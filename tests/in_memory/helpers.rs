//! Shared test helpers for in-memory integration tests.

use std::sync::Arc;

use mockable::DefaultClock;
use rstest::fixture;
use taskboard::auth::{Actor, EmailAddress, Role};
use taskboard::board::{
    adapters::memory::InMemoryBoardRepository,
    domain::{Column, ColumnId},
    services::{BoardService, CreateBoardRequest, CreatedBoard},
};
use taskboard::notification::{
    adapters::memory::RecordingMailer, domain::EmailComposer, services::ReminderDispatcher,
};
use taskboard::task::{
    adapters::memory::InMemoryTaskRepository,
    domain::Task,
    services::{CreateTaskRequest, TaskLifecycleService},
};

/// Board service over the in-memory store.
pub type Boards = BoardService<InMemoryBoardRepository, DefaultClock>;
/// Task service over the in-memory stores.
pub type Tasks = TaskLifecycleService<InMemoryTaskRepository, InMemoryBoardRepository, DefaultClock>;
/// Reminder dispatcher over the in-memory stores.
pub type Reminders =
    ReminderDispatcher<InMemoryTaskRepository, InMemoryBoardRepository, RecordingMailer, DefaultClock>;

/// Services sharing one set of in-memory stores.
pub struct Workspace {
    pub boards: Boards,
    pub tasks: Tasks,
    pub reminders: Reminders,
    pub mailer: RecordingMailer,
}

impl Workspace {
    /// Creates a board titled `title` owned by the admin actor.
    ///
    /// # Errors
    ///
    /// Returns the board service error.
    pub async fn board(&self, title: &str) -> Result<CreatedBoard, eyre::Report> {
        Ok(self
            .boards
            .create_board(CreateBoardRequest::new(admin().user_id(), title))
            .await?)
    }

    /// Creates a task as the admin actor.
    ///
    /// # Errors
    ///
    /// Returns the task service error.
    pub async fn task(
        &self,
        column_id: ColumnId,
        request: CreateTaskRequest,
    ) -> Result<Task, eyre::Report> {
        Ok(self.tasks.create(column_id, request, Some(&admin())).await?)
    }
}

/// Provides services over fresh in-memory stores.
///
/// # Errors
///
/// Returns an error if the email templates fail to compile.
#[fixture]
pub fn workspace() -> Result<Workspace, eyre::Report> {
    let task_store = Arc::new(InMemoryTaskRepository::new());
    let board_store = Arc::new(InMemoryBoardRepository::new());
    let clock = Arc::new(DefaultClock);
    let mailer = RecordingMailer::new();

    Ok(Workspace {
        boards: BoardService::new(Arc::clone(&board_store), Arc::clone(&clock)),
        tasks: TaskLifecycleService::new(
            Arc::clone(&task_store),
            Arc::clone(&board_store),
            Arc::clone(&clock),
        ),
        reminders: ReminderDispatcher::new(
            task_store,
            board_store,
            Arc::new(mailer.clone()),
            Arc::new(EmailComposer::new()?),
            clock,
        ),
        mailer,
    })
}

/// Returns the admin caller used by the helpers.
#[must_use]
pub fn admin() -> Actor {
    Actor::new(
        "user_admin",
        EmailAddress::new("admin@example.com").ok(),
        Role::Admin,
    )
}

/// Finds a column of `board` by title.
///
/// # Errors
///
/// Returns an error when the board has no such column.
pub fn column(board: &CreatedBoard, title: &str) -> Result<ColumnId, eyre::Report> {
    board
        .columns
        .iter()
        .find(|candidate| candidate.title().as_str() == title)
        .map(Column::id)
        .ok_or_else(|| eyre::eyre!("board has no column titled {title}"))
}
================================
What you should do -> Out of the entries, report each line that contains the word "Workspace".

Solution below ->
pub struct Workspace {
impl Workspace {
pub fn workspace() -> Result<Workspace, eyre::Report> {
    Ok(Workspace {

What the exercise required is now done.